Last Updated Nov 30, 2016 at 6:55 am AST

Elizabeth MacDonald, an employee of the Alma Lobster Shop, holds up a huge lobster in Alma, N.B. on Saturday, Nov. 26, 2016. (The Canadian Press)

HALIFAX – A giant lobster caught in the Bay of Fundy has been returned to his ocean home–thanks to a Halifax vegan and animal activist.

Katie Conklin tells NEWS 95.7 when a family member told her about the 23 lb. crustacean, she took “fairly immediate action” and called the Alma Lobster Shop in southern New Brunswick where it was being kept.

“I really didn’t expect my day to start by saving some lobster’s life,” she said of King Louie, a lobster roughly 100-years-old and about four-feet long.

Conklin said when she called, the store owners hadn’t made a decision on what they would do with the lobster, so she offered to pay for it to be released back into the wild.

“He wasn’t meant to be caught,” said Conklin. “With the size of a lobster trap, it’s amazing that it was even caught to begin with. For people who would’ve eaten it, it would’ve been so tough.”

Because lobster is $10 per pound, Conklin said she paid $230 for King Louie, but for her, it was never about the money.

“I would have saved a two-pound lobster,” she said. “It was never about the $230, which is funny because I’m not a millionaire by any means.”

Some offered to help her with the cost, but Conklin said she didn’t accept any money because the deal had already been sealed.

So far, she said the reaction to what she did has been positive.

“The whole message is that all lives matter and King Louie deserved to be back in the ocean living out the rest of his life.”

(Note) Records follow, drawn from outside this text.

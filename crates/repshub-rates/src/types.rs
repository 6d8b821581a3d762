//! `DolarSi` response types.
//!
//! `valoresprincipales` returns an array of `{"casa": {...}}` objects. Quotes
//! are strings in Argentine notation (`"1.455,50"`) or `"No Cotiza"`.

use serde::Deserialize;
use serde_json::Value;

pub const OFFICIAL_NAME: &str = "Dolar Oficial";

/// Names the CCL (contado con liquidación) rate has been published under.
pub const CCL_NAMES: [&str; 3] = [
    "Contado con Liquidacion",
    "Dolar Contado con Liquidacion",
    "Dolar Contado con Liqui",
];

#[derive(Debug, Deserialize)]
pub struct CasaEntry {
    pub casa: Casa,
}

/// One quote house. Only the fields the storefront reads are modeled.
#[derive(Debug, Deserialize)]
pub struct Casa {
    #[serde(default)]
    pub nombre: String,
    #[serde(default)]
    pub compra: Option<Value>,
    #[serde(default)]
    pub venta: Option<Value>,
}

impl Casa {
    /// Selling rate, falling back to the buying rate when selling is not
    /// quoted. Only positive values count.
    #[must_use]
    pub fn rate(&self) -> Option<f64> {
        quote_value(self.venta.as_ref()).or_else(|| quote_value(self.compra.as_ref()))
    }
}

fn quote_value(value: Option<&Value>) -> Option<f64> {
    let parsed = match value? {
        Value::String(s) => parse_locale_decimal(s),
        Value::Number(n) => n.as_f64(),
        _ => None,
    };
    parsed.filter(|v| v.is_finite() && *v > 0.0)
}

/// Parses a decimal written with `,` as decimal separator. When a comma is
/// present, dots are thousands separators; otherwise a dot is the decimal
/// separator.
///
/// ```
/// use repshub_rates::parse_locale_decimal;
///
/// assert_eq!(parse_locale_decimal("1.455,50"), Some(1455.5));
/// assert_eq!(parse_locale_decimal("No Cotiza"), None);
/// ```
#[must_use]
pub fn parse_locale_decimal(value: &str) -> Option<f64> {
    let trimmed = value.trim();
    if trimmed.is_empty() {
        return None;
    }
    let normalized = if trimmed.contains(',') {
        trimmed.replace('.', "").replace(',', ".")
    } else {
        trimmed.to_string()
    };
    normalized
        .parse::<f64>()
        .ok()
        .filter(|v| v.is_finite())
}

/// Dollar quotes in ARS per USD.
#[derive(Debug, Clone, Copy, Default, PartialEq)]
pub struct DollarQuotes {
    pub official: Option<f64>,
    pub ccl: Option<f64>,
}

impl DollarQuotes {
    /// Picks the official and CCL quotes out of a `valoresprincipales` list.
    #[must_use]
    pub fn from_entries(entries: &[CasaEntry]) -> Self {
        let find = |names: &[&str]| {
            entries
                .iter()
                .filter(|e| names.contains(&e.casa.nombre.trim()))
                .find_map(|e| e.casa.rate())
        };
        Self {
            official: find(&[OFFICIAL_NAME]),
            ccl: find(&CCL_NAMES),
        }
    }
}

#[cfg(test)]
mod tests {
    use super::*;

    fn entries(json: serde_json::Value) -> Vec<CasaEntry> {
        serde_json::from_value(json).expect("entries fixture")
    }

    #[test]
    fn parses_comma_decimals() {
        assert_eq!(parse_locale_decimal("1455,50"), Some(1455.5));
        assert_eq!(parse_locale_decimal("1.455,50"), Some(1455.5));
        assert_eq!(parse_locale_decimal(" 980,25 "), Some(980.25));
    }

    #[test]
    fn parses_dot_decimals_without_comma() {
        assert_eq!(parse_locale_decimal("1455.5"), Some(1455.5));
        assert_eq!(parse_locale_decimal("1455"), Some(1455.0));
    }

    #[test]
    fn rejects_non_numeric_quotes() {
        assert_eq!(parse_locale_decimal("No Cotiza"), None);
        assert_eq!(parse_locale_decimal(""), None);
        assert_eq!(parse_locale_decimal("inf"), None);
    }

    #[test]
    fn selects_official_and_ccl() {
        let list = entries(serde_json::json!([
            {"casa": {"nombre": "Dolar Blue", "compra": "1.400,00", "venta": "1.420,00"}},
            {"casa": {"nombre": "Dolar Oficial", "compra": "1.405,00", "venta": "1.455,50"}},
            {"casa": {"nombre": "Dolar Contado con Liqui", "compra": "1.500,00", "venta": "1.510,00"}}
        ]));
        let quotes = DollarQuotes::from_entries(&list);
        assert_eq!(quotes.official, Some(1455.5));
        assert_eq!(quotes.ccl, Some(1510.0));
    }

    #[test]
    fn unquoted_sell_falls_back_to_buy() {
        let list = entries(serde_json::json!([
            {"casa": {"nombre": "Dolar Oficial", "compra": "1.400,00", "venta": "No Cotiza"}}
        ]));
        assert_eq!(DollarQuotes::from_entries(&list).official, Some(1400.0));
    }

    #[test]
    fn numeric_quotes_are_accepted() {
        let list = entries(serde_json::json!([
            {"casa": {"nombre": "Contado con Liquidacion", "venta": 1499.9}}
        ]));
        let quotes = DollarQuotes::from_entries(&list);
        assert_eq!(quotes.official, None);
        assert_eq!(quotes.ccl, Some(1499.9));
    }

    #[test]
    fn zero_quotes_are_ignored() {
        let list = entries(serde_json::json!([
            {"casa": {"nombre": "Dolar Oficial", "compra": "0", "venta": "0,00"}}
        ]));
        assert_eq!(DollarQuotes::from_entries(&list).official, None);
    }
}
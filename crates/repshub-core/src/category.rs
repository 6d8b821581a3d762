//! Keyword-based storefront category inference.
//!
//! The catalog backend stores a freeform category label only, so the
//! storefront classifies every product itself from the concatenated name,
//! label, and description. Matching is plain substring search over the
//! lower-cased text, evaluated in priority order.

use std::str::FromStr;

use serde::{Deserialize, Serialize};

use crate::CoreError;

#[derive(Debug, Clone, Copy, PartialEq, Eq, Hash, Serialize, Deserialize)]
#[serde(rename_all = "kebab-case")]
pub enum Category {
    Conjuntos,
    Calzado,
    RopaSuperior,
    RopaInferior,
    Accesorios,
}

impl Category {
    pub const ALL: [Category; 5] = [
        Category::Conjuntos,
        Category::Calzado,
        Category::RopaSuperior,
        Category::RopaInferior,
        Category::Accesorios,
    ];

    #[must_use]
    pub fn as_str(self) -> &'static str {
        match self {
            Category::Conjuntos => "conjuntos",
            Category::Calzado => "calzado",
            Category::RopaSuperior => "ropa-superior",
            Category::RopaInferior => "ropa-inferior",
            Category::Accesorios => "accesorios",
        }
    }
}

impl std::fmt::Display for Category {
    fn fmt(&self, f: &mut std::fmt::Formatter<'_>) -> std::fmt::Result {
        f.write_str(self.as_str())
    }
}

impl FromStr for Category {
    type Err = CoreError;

    fn from_str(s: &str) -> Result<Self, Self::Err> {
        let lower = s.trim().to_lowercase();
        Category::ALL
            .into_iter()
            .find(|c| c.as_str() == lower)
            .ok_or_else(|| CoreError::UnknownCategory(s.to_string()))
    }
}

const SET_KEYWORDS: &[&str] = &["conjunto", "set"];

const FOOTWEAR_KEYWORDS: &[&str] = &["zapatilla", "sneaker"];

/// Terms that co-occur with footwear vocabulary on listings that are not
/// shoes (shoe boxes, cleaners, laces, apparel bundles).
const FOOTWEAR_EXCLUSIONS: &[&str] = &[
    "box",
    "boxes",
    "caja",
    "cajas",
    "storage",
    "almacenamiento",
    "organizer",
    "organizador",
    "rack",
    "estante",
    "display",
    "case",
    "estuche",
    "bag",
    "bolso",
    "mochila",
    "backpack",
    "cleaner",
    "limpiador",
    "spray",
    "brush",
    "cepillo",
    "lace",
    "cordón",
    "cordones",
    "insole",
    "plantilla",
    "sock",
    "calcetín",
    "calcetines",
    "socks",
    "bracelet",
    "joyería",
    "joyeria",
    "jewelry",
    "remera",
    "remeras",
    "tee",
    "shirt",
    "camiseta",
    "short",
    "shorts",
    "pantalon",
    "pantalones",
    "pants",
    "sweatpants",
    "decoración",
    "decoracion",
    "decoration",
];

const UPPER_BODY_KEYWORDS: &[&str] = &[
    "campera", "buzo", "remera", "camiseta", "camisa", "suéter", "hoodie", "sweater", "jacket",
    "shirt",
];

const LOWER_BODY_KEYWORDS: &[&str] = &["pantalon", "jean", "jogger", "short", "pants", "trouser"];

fn contains_any(text: &str, keywords: &[&str]) -> bool {
    keywords.iter().any(|k| text.contains(k))
}

/// Classifies a product into exactly one storefront [`Category`].
///
/// First match wins: sets, then footwear (unless an exclusion term is
/// present), then upper-body and lower-body apparel. Everything else is
/// [`Category::Accesorios`].
#[must_use]
pub fn map_product_category(name: &str, category: &str, description: &str) -> Category {
    let text = format!("{name} {category} {description}").to_lowercase();

    if contains_any(&text, SET_KEYWORDS) {
        return Category::Conjuntos;
    }

    if contains_any(&text, FOOTWEAR_KEYWORDS) && !contains_any(&text, FOOTWEAR_EXCLUSIONS) {
        return Category::Calzado;
    }

    if contains_any(&text, UPPER_BODY_KEYWORDS) {
        return Category::RopaSuperior;
    }

    if contains_any(&text, LOWER_BODY_KEYWORDS) {
        return Category::RopaInferior;
    }

    Category::Accesorios
}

Katie Conklin, a vegan and animal advocate, poses with a cow. Conklin spent $230 to have 'King Louis' the lobster returned to the Bay of Fundy.

According to Conklin, fisherman Rodney MacDonald put King Louie back in the Bay of Fundy Tuesday afternoon and said he had never released a lobster back into the ocean before.

MacDonald thanked “Katie” for what she did, before putting the giant lobster back into the water.

“Just to hear that, it really means a lot. For him to thank me and recognize that this lobster’s life does matter… that’s enough impact for me,” she said.

Co-owner of the Alma Lobster Shop, Catherine MacDonald, bought the crustacean this week from a fisherman in St. Martins, N.B. 

MacDonald, who has worked in the fishing industry her entire life, said he’s not the biggest she’s ever seen–there’s a 26-pounder that her dad mounted on the wall of the shop.

It’s not the only unusual lobster to come through the shop. MacDonald said they keep many curious creatures in a tank for visitors to view, including an orange lobster, a blue lobster, and a lobster with barnacles on its back in the shape of a heart.

With files from the Canadian Press.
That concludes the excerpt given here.